Five years ago I had a dual-700 server I converted to a gaming machine (GeForce 2, RAID 0, lotsa fun!). For gaming it was the same speed as a single 700MHz machine (with the same video card). It did have the advantage of still running nearly the same speed if I multiple applications going on it. For example I could have some programs running and still game at full speed while a single CPU system couldn't do that. It did take a little tweaking though.
As has been mentioned, Win98/ME/XP Home doesn't do SMP at all and only sees one CPU. Win2k/XP Pro do have SMP capability, but it isn't all that great. You can set an "affinity" for an application to favor a certain CPU, but it's a little bit of a hassle.

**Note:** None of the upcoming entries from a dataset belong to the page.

//! Argument types and schema fragments shared across the tool catalog.

use serde::{Deserialize, Serialize};
use serde_json::{json, Map, Value};

use crate::mcp::executor::ToolArgs;
use crate::mcp::validation::{
    check_limit, check_max_len, check_metadata, check_not_blank, Metadata, ValidationError,
    MAX_CRITERIA, MAX_LIMIT, MAX_OPTIONS,
};

// ============================================================================
// Shared argument types
// ============================================================================

#[derive(Debug, Clone, Deserialize, Serialize)]
pub struct Criterion {
    pub description: String,
}

#[derive(Debug, Clone, Copy, PartialEq, Eq, Deserialize, Serialize)]
#[serde(rename_all = "snake_case")]
pub enum EntityType {
    Company,
    Person,
    Article,
    ResearchPaper,
    Custom,
}

#[derive(Debug, Clone, Deserialize, Serialize)]
pub struct Entity {
    #[serde(rename = "type")]
    pub kind: EntityType,
    /// Only meaningful for `custom` entities.
    #[serde(default, skip_serializing_if = "Option::is_none")]
    pub description: Option<String>,
}

impl Entity {
    pub fn validate(&self) -> Result<(), ValidationError> {
        match (&self.kind, &self.description) {
            (EntityType::Custom, None) => Err(ValidationError::MissingCompanion {
                field: "entity.description".to_string(),
                when: "entity.type is custom".to_string(),
            }),
            (_, Some(description)) => check_not_blank("entity.description", description),
            _ => Ok(()),
        }
    }
}

#[derive(Debug, Clone, Copy, PartialEq, Eq, Deserialize, Serialize)]
#[serde(rename_all = "lowercase")]
pub enum SearchBehavior {
    Override,
    Append,
}

#[derive(Debug, Clone, Copy, PartialEq, Eq, Deserialize, Serialize)]
#[serde(rename_all = "lowercase")]
pub enum EnrichmentFormat {
    Text,
    Date,
    Number,
    Options,
    Email,
    Phone,
    Url,
}

#[derive(Debug, Clone, Deserialize, Serialize)]
pub struct EnrichmentOption {
    pub label: String,
}

/// An enrichment definition, as accepted by `create_enrichment` and `create_webset`.
#[derive(Debug, Clone, Deserialize, Serialize)]
#[serde(rename_all = "camelCase")]
pub struct EnrichmentSpec {
    pub description: String,
    #[serde(default, skip_serializing_if = "Option::is_none")]
    pub format: Option<EnrichmentFormat>,
    #[serde(default, skip_serializing_if = "Option::is_none")]
    pub options: Option<Vec<EnrichmentOption>>,
    #[serde(default, skip_serializing_if = "Option::is_none")]
    pub metadata: Option<Metadata>,
}

impl EnrichmentSpec {
    pub fn validate(&self) -> Result<(), ValidationError> {
        check_not_blank("description", &self.description)?;
        check_options(self.format, self.options.as_deref(), true)?;
        check_metadata(self.metadata.as_ref())
    }
}

pub fn check_criteria(field: &str, criteria: Option<&[Criterion]>) -> Result<(), ValidationError> {
    let Some(criteria) = criteria else {
        return Ok(());
    };
    check_max_len(field, criteria, MAX_CRITERIA)?;
    for (i, criterion) in criteria.iter().enumerate() {
        check_not_blank(&format!("{}[{}].description", field, i), &criterion.description)?;
    }
    Ok(())
}

/// `options` belongs with `format = options` and nothing else.
///
/// With `format_required`, an options list and no format is a mistake; updates
/// may send options alone because the stored format can already be `options`.
pub fn check_options(
    format: Option<EnrichmentFormat>,
    options: Option<&[EnrichmentOption]>,
    format_required: bool,
) -> Result<(), ValidationError> {
    match (format, options) {
        (Some(EnrichmentFormat::Options), None) => Err(ValidationError::MissingCompanion {
            field: "options".to_string(),
            when: "format is options".to_string(),
        }),
        (Some(EnrichmentFormat::Options), Some(options)) => check_option_labels(options),
        (Some(_), Some(_)) => Err(ValidationError::NotAllowed {
            field: "options".to_string(),
            when: "format is not options".to_string(),
        }),
        (None, Some(_)) if format_required => Err(ValidationError::MissingCompanion {
            field: "format".to_string(),
            when: "options is set".to_string(),
        }),
        (None, Some(options)) => check_option_labels(options),
        (_, None) => Ok(()),
    }
}

fn check_option_labels(options: &[EnrichmentOption]) -> Result<(), ValidationError> {
    if options.is_empty() {
        return Err(ValidationError::Empty("options".to_string()));
    }
    check_max_len("options", options, MAX_OPTIONS)?;
    for (i, option) in options.iter().enumerate() {
        check_not_blank(&format!("options[{}].label", i), &option.label)?;
    }
    Ok(())
}

/// Cursor pagination shared by every `list_*` tool.
#[derive(Debug, Clone, Default, Deserialize)]
#[serde(rename_all = "camelCase")]
pub struct Pagination {
    #[serde(default)]
    pub limit: Option<i64>,
    #[serde(default)]
    pub cursor: Option<String>,
}

impl Pagination {
    pub fn validate(&self) -> Result<(), ValidationError> {
        check_limit(self.limit)
    }

    pub fn query(&self) -> Vec<(String, String)> {
        let mut query = Vec::new();
        if let Some(limit) = self.limit {
            query.push(("limit".to_string(), limit.to_string()));
        }
        if let Some(cursor) = self.cursor.as_deref().filter(|c| !c.is_empty()) {
            query.push(("cursor".to_string(), cursor.to_string()));
        }
        query
    }
}

/// Arguments for tools addressing one resource by `id`.
#[derive(Debug, Deserialize)]
pub struct IdArgs {
    pub id: String,
}

impl ToolArgs for IdArgs {
    fn path_params(&self) -> Vec<(&'static str, &str)> {
        vec![("id", self.id.as_str())]
    }
}

/// Arguments for list tools without filters.
#[derive(Debug, Deserialize)]
pub struct ListArgs {
    #[serde(flatten)]
    pub page: Pagination,
}

impl ToolArgs for ListArgs {
    fn query(&self) -> Vec<(String, String)> {
        self.page.query()
    }

    fn validate(&self) -> Result<(), ValidationError> {
        self.page.validate()
    }
}

// ============================================================================
// Request bodies
// ============================================================================

/// Accumulates a JSON object, skipping absent optional fields.
#[derive(Default)]
pub struct Body(Map<String, Value>);

impl Body {
    pub fn new() -> Self {
        Self::default()
    }

    pub fn field<T: Serialize>(mut self, key: &str, value: T) -> Self {
        self.0.insert(key.to_string(), json!(value));
        self
    }

    pub fn optional<T: Serialize>(self, key: &str, value: Option<T>) -> Self {
        match value {
            Some(value) => self.field(key, value),
            None => self,
        }
    }

    /// Inserts a nested object unless it ended up empty.
    pub fn nested(mut self, key: &str, body: Body) -> Self {
        if !body.0.is_empty() {
            self.0.insert(key.to_string(), Value::Object(body.0));
        }
        self
    }

    pub fn build(self) -> Value {
        Value::Object(self.0)
    }
}

// ============================================================================
// Schema fragments
// ============================================================================

pub fn id_schema(description: &str) -> Value {
    json!({ "type": "string", "minLength": 1, "description": description })
}

pub fn limit_schema() -> Value {
    json!({
        "type": "integer",
        "minimum": 1,
        "maximum": MAX_LIMIT,
        "description": format!("Number of results to return (1-{}, default 25)", MAX_LIMIT)
    })
}

pub fn cursor_schema() -> Value {
    json!({
        "type": "string",
        "description": "Pagination cursor returned as nextCursor by the previous page"
    })
}

pub fn metadata_schema() -> Value {
    json!({
        "type": "object",
        "additionalProperties": { "type": "string", "maxLength": 1000 },
        "description": "Key-value pairs to attach (values up to 1000 characters)"
    })
}

pub fn criteria_schema() -> Value {
    json!({
        "type": "array",
        "maxItems": MAX_CRITERIA,
        "items": {
            "type": "object",
            "properties": {
                "description": {
                    "type": "string",
                    "minLength": 1,
                    "description": "A condition every result must satisfy"
                }
            },
            "required": ["description"]
        },
        "description": format!("Up to {} criteria results must match", MAX_CRITERIA)
    })
}

pub fn entity_schema() -> Value {
    json!({
        "type": "object",
        "properties": {
            "type": {
                "type": "string",
                "enum": ["company", "person", "article", "research_paper", "custom"]
            },
            "description": {
                "type": "string",
                "description": "Describes the entity when type is custom"
            }
        },
        "required": ["type"],
        "description": "Kind of entity the search should return"
    })
}

pub fn search_behavior_schema() -> Value {
    json!({
        "type": "string",
        "enum": ["override", "append"],
        "description": "override replaces existing items, append adds to them"
    })
}

pub fn format_schema() -> Value {
    json!({
        "type": "string",
        "enum": ["text", "date", "number", "options", "email", "phone", "url"],
        "description": "Format of the extracted value"
    })
}

pub fn options_schema() -> Value {
    json!({
        "type": "array",
        "minItems": 1,
        "maxItems": MAX_OPTIONS,
        "items": {
            "type": "object",
            "properties": { "label": { "type": "string", "minLength": 1 } },
            "required": ["label"]
        },
        "description": "Allowed values; required when format is options"
    })
}

pub fn enrichment_schema() -> Value {
    json!({
        "type": "object",
        "properties": {
            "description": {
                "type": "string",
                "description": "What to extract from each item"
            },
            "format": format_schema(),
            "options": options_schema(),
            "metadata": metadata_schema()
        },
        "required": ["description"]
    })
}

/// An object schema from `(name, schema)` pairs.
pub fn object_schema(properties: Vec<(&str, Value)>, required: &[&str]) -> Value {
    let properties: Map<String, Value> = properties
        .into_iter()
        .map(|(name, schema)| (name.to_string(), schema))
        .collect();
    json!({
        "type": "object",
        "properties": properties,
        "required": required
    })
}

/// Schema for `list_*` tools, extended with extra filters.
pub fn list_schema(mut extra: Vec<(&str, Value)>, required: &[&str]) -> Value {
    extra.push(("limit", limit_schema()));
    extra.push(("cursor", cursor_schema()));
    object_schema(extra, required)
}
//! Search Tools
//!
//! Searches discover new items for a webset.

use serde::Deserialize;
use serde_json::{json, Value};

use super::common::{
    check_criteria, criteria_schema, entity_schema, id_schema, metadata_schema, object_schema,
    search_behavior_schema, Body, Criterion, Entity, SearchBehavior,
};
use crate::mcp::executor::{upstream_tool, Operation, ToolArgs};
use crate::mcp::registry::McpRegistry;
use crate::mcp::validation::{
    check_metadata, check_min, check_not_blank, Metadata, ValidationError,
};
use crate::websets::endpoints;

const CREATE_SEARCH_HELP: &str = "Common issues:\n\
- criteria must be array of objects: [{\"description\": \"criterion\"}]\n\
- entity must be object: {\"type\": \"company\"}\n\
- count must be a positive number\n\
- behavior must be \"override\" or \"append\"\n\n\
Example:\n\
{\n\
  \"websetId\": \"webset_123\",\n\
  \"query\": \"AI startups in San Francisco\",\n\
  \"entity\": {\"type\": \"company\"},\n\
  \"criteria\": [{\"description\": \"Founded after 2020\"}],\n\
  \"count\": 10\n\
}";

static CREATE_SEARCH: Operation = Operation {
    tool: "create_search",
    endpoint: endpoints::CREATE_SEARCH,
    bad_request_help: Some(CREATE_SEARCH_HELP),
};

static GET_SEARCH: Operation = Operation {
    tool: "get_search",
    endpoint: endpoints::GET_SEARCH,
    bad_request_help: None,
};

static CANCEL_SEARCH: Operation = Operation {
    tool: "cancel_search",
    endpoint: endpoints::CANCEL_SEARCH,
    bad_request_help: None,
};

/// Register search tools with the registry
pub fn register_tools(registry: &mut McpRegistry) {
    registry.register_tool(upstream_tool::<CreateSearchArgs>(
        &CREATE_SEARCH,
        "Create a new search to find and add items to a webset. The search discovers entities \
         matching your query and criteria.\n\n\
         IMPORTANT PARAMETER FORMATS:\n\
         - entity: an object like {\"type\": \"company\"} (NOT a string)\n\
         - criteria: array of objects like [{\"description\": \"...\"}]",
        object_schema(
            vec![
                ("websetId", id_schema("The ID or externalId of the webset")),
                (
                    "query",
                    json!({
                        "type": "string",
                        "description": "Natural language query describing what to search for"
                    }),
                ),
                (
                    "count",
                    json!({
                        "type": "integer",
                        "minimum": 1,
                        "description": "Number of items to find (default: 10)"
                    }),
                ),
                ("entity", entity_schema()),
                ("criteria", criteria_schema()),
                ("behavior", search_behavior_schema()),
                (
                    "recall",
                    json!({ "type": "boolean", "description": "Estimate the total number of matching entities" }),
                ),
                ("metadata", metadata_schema()),
            ],
            &["websetId", "query"],
        ),
    ));

    registry.register_tool(upstream_tool::<SearchRefArgs>(
        &GET_SEARCH,
        "Get the status and progress of a search.",
        search_ref_schema(),
    ));

    registry.register_tool(upstream_tool::<SearchRefArgs>(
        &CANCEL_SEARCH,
        "Cancel a running search. Items found so far are kept.",
        search_ref_schema(),
    ));
}

fn search_ref_schema() -> Value {
    object_schema(
        vec![
            ("websetId", id_schema("The ID or externalId of the webset")),
            ("searchId", id_schema("The ID of the search")),
        ],
        &["websetId", "searchId"],
    )
}

#[derive(Debug, Deserialize)]
#[serde(rename_all = "camelCase")]
struct CreateSearchArgs {
    webset_id: String,
    query: String,
    #[serde(default)]
    count: Option<i64>,
    #[serde(default)]
    entity: Option<Entity>,
    #[serde(default)]
    criteria: Option<Vec<Criterion>>,
    #[serde(default)]
    behavior: Option<SearchBehavior>,
    #[serde(default)]
    recall: Option<bool>,
    #[serde(default)]
    metadata: Option<Metadata>,
}

impl ToolArgs for CreateSearchArgs {
    fn path_params(&self) -> Vec<(&'static str, &str)> {
        vec![("websetId", self.webset_id.as_str())]
    }

    fn validate(&self) -> Result<(), ValidationError> {
        check_not_blank("query", &self.query)?;
        check_min("count", self.count, 1)?;
        check_criteria("criteria", self.criteria.as_deref())?;
        if let Some(entity) = &self.entity {
            entity.validate()?;
        }
        check_metadata(self.metadata.as_ref())
    }

    fn body(&self) -> Option<Value> {
        Some(
            Body::new()
                .field("query", &self.query)
                .optional("count", self.count)
                .optional("entity", self.entity.as_ref())
                .optional("criteria", self.criteria.as_ref())
                .optional("behavior", self.behavior)
                .optional("recall", self.recall)
                .optional("metadata", self.metadata.as_ref())
                .build(),
        )
    }
}

#[derive(Debug, Deserialize)]
#[serde(rename_all = "camelCase")]
struct SearchRefArgs {
    webset_id: String,
    search_id: String,
}

impl ToolArgs for SearchRefArgs {
    fn path_params(&self) -> Vec<(&'static str, &str)> {
        vec![
            ("websetId", self.webset_id.as_str()),
            ("searchId", self.search_id.as_str()),
        ]
    }
}

#[cfg(test)]
mod tests {
    use super::*;

    #[test]
    fn create_search_body() {
        let args: CreateSearchArgs = serde_json::from_value(json!({
            "websetId": "ws_1",
            "query": "biotech startups",
            "count": 5,
            "entity": {"type": "company"},
            "behavior": "append"
        }))
        .unwrap();
        assert!(args.validate().is_ok());
        assert_eq!(
            args.body().unwrap(),
            json!({
                "query": "biotech startups",
                "count": 5,
                "entity": {"type": "company"},
                "behavior": "append"
            })
        );
        assert_eq!(args.path_params(), vec![("websetId", "ws_1")]);
    }

    #[test]
    fn create_search_rejects_bad_behavior() {
        let parsed: Result<CreateSearchArgs, _> = serde_json::from_value(json!({
            "websetId": "ws_1",
            "query": "q",
            "behavior": "replace"
        }));
        assert!(parsed.is_err());
    }

    #[test]
    fn create_search_rejects_zero_count_and_too_many_criteria() {
        let zero: CreateSearchArgs =
            serde_json::from_value(json!({ "websetId": "ws", "query": "q", "count": 0 })).unwrap();
        assert!(zero.validate().is_err());

        let criteria: Vec<Value> = (0..6).map(|i| json!({"description": format!("c{}", i)})).collect();
        let many: CreateSearchArgs = serde_json::from_value(json!({
            "websetId": "ws",
            "query": "q",
            "criteria": criteria
        }))
        .unwrap();
        assert!(many.validate().is_err());
    }

    #[test]
    fn search_ref_params() {
        let args: SearchRefArgs =
            serde_json::from_value(json!({ "websetId": "ws", "searchId": "s" })).unwrap();
        assert_eq!(args.path_params(), vec![("websetId", "ws"), ("searchId", "s")]);
    }
}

SMP Seesaw is pretty good for separating apps to different CPUs for you. It still doesn't speed up any games or anything. It will still be the same speed as a single CPU 2.4. But you could be decoding a video file on one CPU and play a game on the other CPU and not slow down like a single CPU system would.
Once apps and games are written to be multi-threaded, multi-CPU (and multi-core) systems will wipe the floor with single CPU systems.